▶ PROBLEM DETAILS
Read the records and gather each line that includes "hitType".

▶ Stored data
---+---
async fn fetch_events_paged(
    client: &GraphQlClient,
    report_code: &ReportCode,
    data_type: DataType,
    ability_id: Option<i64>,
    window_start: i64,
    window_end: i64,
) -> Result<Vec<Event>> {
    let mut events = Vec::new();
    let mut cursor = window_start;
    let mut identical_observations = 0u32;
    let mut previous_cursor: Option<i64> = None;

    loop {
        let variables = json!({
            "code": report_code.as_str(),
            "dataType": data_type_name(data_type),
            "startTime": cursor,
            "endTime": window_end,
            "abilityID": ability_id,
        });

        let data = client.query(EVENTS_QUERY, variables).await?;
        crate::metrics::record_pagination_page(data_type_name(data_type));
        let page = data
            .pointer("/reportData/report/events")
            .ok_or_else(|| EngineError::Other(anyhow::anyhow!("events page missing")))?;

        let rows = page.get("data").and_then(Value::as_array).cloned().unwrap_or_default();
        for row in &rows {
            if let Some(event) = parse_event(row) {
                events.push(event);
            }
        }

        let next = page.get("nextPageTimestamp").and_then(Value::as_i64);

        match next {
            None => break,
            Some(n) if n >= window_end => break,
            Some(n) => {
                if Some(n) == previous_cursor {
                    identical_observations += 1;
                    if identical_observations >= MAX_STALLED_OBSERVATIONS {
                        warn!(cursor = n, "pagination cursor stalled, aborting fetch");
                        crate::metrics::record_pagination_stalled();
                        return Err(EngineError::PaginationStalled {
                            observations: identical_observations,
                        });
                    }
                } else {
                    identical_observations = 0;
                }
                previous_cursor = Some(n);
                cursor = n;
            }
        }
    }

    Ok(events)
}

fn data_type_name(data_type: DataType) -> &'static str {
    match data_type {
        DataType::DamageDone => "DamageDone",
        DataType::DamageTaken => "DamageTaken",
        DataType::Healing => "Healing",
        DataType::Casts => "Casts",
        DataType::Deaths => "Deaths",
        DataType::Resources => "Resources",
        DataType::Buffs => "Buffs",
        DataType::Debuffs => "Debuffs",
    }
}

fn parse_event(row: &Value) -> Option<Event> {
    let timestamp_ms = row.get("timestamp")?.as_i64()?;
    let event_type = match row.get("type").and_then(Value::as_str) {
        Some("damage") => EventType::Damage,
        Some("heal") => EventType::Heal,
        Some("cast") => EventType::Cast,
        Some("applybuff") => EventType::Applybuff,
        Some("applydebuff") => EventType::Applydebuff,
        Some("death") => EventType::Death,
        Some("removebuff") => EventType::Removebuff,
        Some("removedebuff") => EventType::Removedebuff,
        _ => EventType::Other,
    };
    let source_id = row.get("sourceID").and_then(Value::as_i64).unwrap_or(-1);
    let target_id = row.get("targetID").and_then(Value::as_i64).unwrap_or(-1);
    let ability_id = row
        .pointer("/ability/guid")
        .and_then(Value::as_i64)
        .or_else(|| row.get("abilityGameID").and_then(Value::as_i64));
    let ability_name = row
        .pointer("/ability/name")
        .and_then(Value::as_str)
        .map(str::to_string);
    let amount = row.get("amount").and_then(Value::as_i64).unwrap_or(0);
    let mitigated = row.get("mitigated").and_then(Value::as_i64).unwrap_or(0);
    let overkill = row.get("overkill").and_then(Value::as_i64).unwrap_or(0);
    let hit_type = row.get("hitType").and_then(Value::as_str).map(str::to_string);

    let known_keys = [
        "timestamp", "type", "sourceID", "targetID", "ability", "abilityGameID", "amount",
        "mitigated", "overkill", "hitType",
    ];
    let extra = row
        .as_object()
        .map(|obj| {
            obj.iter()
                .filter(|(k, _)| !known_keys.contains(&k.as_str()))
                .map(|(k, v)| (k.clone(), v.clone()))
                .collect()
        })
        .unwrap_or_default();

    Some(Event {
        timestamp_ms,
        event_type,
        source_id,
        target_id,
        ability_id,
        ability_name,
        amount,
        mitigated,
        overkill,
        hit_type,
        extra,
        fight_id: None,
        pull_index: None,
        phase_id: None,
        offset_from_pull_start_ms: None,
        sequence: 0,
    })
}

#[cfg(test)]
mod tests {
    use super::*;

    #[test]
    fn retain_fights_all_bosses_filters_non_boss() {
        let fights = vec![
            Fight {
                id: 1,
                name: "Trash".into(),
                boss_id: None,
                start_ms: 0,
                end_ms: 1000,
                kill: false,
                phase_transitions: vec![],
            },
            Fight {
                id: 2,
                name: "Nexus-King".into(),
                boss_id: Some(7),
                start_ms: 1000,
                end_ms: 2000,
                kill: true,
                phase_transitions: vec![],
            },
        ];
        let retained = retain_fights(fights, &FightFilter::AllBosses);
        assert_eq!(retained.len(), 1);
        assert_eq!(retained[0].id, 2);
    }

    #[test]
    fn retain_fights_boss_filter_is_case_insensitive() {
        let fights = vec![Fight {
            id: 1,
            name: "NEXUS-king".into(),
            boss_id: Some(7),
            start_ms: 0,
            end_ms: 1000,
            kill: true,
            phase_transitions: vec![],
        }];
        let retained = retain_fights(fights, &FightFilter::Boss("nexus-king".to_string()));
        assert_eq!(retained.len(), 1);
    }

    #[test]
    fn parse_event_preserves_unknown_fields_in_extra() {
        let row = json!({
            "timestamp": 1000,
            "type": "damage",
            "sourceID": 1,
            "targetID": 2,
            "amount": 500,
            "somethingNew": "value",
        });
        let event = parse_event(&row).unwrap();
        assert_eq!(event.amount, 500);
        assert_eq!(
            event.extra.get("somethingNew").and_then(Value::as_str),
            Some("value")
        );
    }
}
---+---
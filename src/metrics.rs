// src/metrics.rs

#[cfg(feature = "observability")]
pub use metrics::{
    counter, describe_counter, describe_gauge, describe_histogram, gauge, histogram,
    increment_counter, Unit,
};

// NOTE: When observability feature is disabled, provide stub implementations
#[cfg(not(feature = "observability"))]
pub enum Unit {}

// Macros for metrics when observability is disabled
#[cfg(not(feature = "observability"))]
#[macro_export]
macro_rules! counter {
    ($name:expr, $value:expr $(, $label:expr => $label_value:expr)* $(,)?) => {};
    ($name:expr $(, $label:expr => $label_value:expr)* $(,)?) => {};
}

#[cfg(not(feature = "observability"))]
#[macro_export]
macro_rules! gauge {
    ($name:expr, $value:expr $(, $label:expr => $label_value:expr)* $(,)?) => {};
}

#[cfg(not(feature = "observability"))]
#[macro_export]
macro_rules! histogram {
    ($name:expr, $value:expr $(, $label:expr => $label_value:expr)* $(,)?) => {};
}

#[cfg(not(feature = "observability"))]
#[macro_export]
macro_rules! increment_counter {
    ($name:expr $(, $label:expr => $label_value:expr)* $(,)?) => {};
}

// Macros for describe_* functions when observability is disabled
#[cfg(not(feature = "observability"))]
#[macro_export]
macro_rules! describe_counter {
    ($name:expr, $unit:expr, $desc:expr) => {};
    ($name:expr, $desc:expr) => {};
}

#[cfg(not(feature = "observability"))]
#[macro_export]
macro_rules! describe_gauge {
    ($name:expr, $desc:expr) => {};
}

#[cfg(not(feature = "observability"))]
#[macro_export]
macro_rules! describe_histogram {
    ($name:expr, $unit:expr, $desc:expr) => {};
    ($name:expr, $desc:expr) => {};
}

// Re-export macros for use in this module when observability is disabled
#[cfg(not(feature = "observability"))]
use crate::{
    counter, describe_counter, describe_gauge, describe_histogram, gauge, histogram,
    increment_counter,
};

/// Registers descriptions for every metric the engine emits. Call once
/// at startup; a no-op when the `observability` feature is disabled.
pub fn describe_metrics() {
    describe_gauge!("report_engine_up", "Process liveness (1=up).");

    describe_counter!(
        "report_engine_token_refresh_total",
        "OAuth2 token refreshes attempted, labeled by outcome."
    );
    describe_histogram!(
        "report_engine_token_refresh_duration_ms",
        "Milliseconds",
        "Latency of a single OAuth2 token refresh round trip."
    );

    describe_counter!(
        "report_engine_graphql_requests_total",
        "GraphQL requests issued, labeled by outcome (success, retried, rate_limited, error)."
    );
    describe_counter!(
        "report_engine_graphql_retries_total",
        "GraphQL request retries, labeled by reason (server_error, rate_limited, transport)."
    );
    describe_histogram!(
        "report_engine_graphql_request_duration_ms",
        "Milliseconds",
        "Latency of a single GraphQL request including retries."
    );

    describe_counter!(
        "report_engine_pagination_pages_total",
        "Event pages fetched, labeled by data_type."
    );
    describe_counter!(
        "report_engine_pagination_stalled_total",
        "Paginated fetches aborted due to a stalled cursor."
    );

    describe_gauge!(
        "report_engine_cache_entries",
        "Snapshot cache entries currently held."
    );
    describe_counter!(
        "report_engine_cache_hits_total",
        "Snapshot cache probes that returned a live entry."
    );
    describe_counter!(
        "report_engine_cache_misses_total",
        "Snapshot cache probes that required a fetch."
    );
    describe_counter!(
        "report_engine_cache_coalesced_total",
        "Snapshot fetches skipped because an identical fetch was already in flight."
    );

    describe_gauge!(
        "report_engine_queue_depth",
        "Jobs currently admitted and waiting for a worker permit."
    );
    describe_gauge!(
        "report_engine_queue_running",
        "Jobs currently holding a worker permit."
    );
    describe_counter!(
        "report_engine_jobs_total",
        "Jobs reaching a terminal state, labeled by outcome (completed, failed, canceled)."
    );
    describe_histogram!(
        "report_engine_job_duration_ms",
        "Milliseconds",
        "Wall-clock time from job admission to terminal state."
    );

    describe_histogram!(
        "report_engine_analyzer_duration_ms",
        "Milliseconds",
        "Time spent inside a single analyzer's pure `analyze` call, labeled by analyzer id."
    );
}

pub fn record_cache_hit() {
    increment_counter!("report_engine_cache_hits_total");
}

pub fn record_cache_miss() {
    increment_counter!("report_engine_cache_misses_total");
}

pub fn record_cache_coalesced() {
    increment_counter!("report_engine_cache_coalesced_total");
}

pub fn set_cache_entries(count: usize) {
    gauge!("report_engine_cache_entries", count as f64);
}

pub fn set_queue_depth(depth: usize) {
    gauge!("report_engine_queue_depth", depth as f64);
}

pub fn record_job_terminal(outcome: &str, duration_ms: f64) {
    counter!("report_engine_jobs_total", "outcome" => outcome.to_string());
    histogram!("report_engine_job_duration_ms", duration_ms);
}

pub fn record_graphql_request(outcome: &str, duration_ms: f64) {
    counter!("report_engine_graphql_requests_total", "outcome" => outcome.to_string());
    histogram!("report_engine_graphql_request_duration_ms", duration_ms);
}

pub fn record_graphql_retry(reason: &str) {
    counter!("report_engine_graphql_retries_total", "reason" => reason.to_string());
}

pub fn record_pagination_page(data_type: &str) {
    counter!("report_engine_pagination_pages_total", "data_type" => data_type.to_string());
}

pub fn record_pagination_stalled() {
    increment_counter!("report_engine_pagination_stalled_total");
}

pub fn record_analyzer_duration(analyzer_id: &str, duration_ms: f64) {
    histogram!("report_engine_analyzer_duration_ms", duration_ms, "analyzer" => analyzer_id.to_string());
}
---+---
▶ EXERCISE SOLUTION
    let hit_type = row.get("hitType").and_then(Value::as_str).map(str::to_string);
        "mitigated", "overkill", "hitType",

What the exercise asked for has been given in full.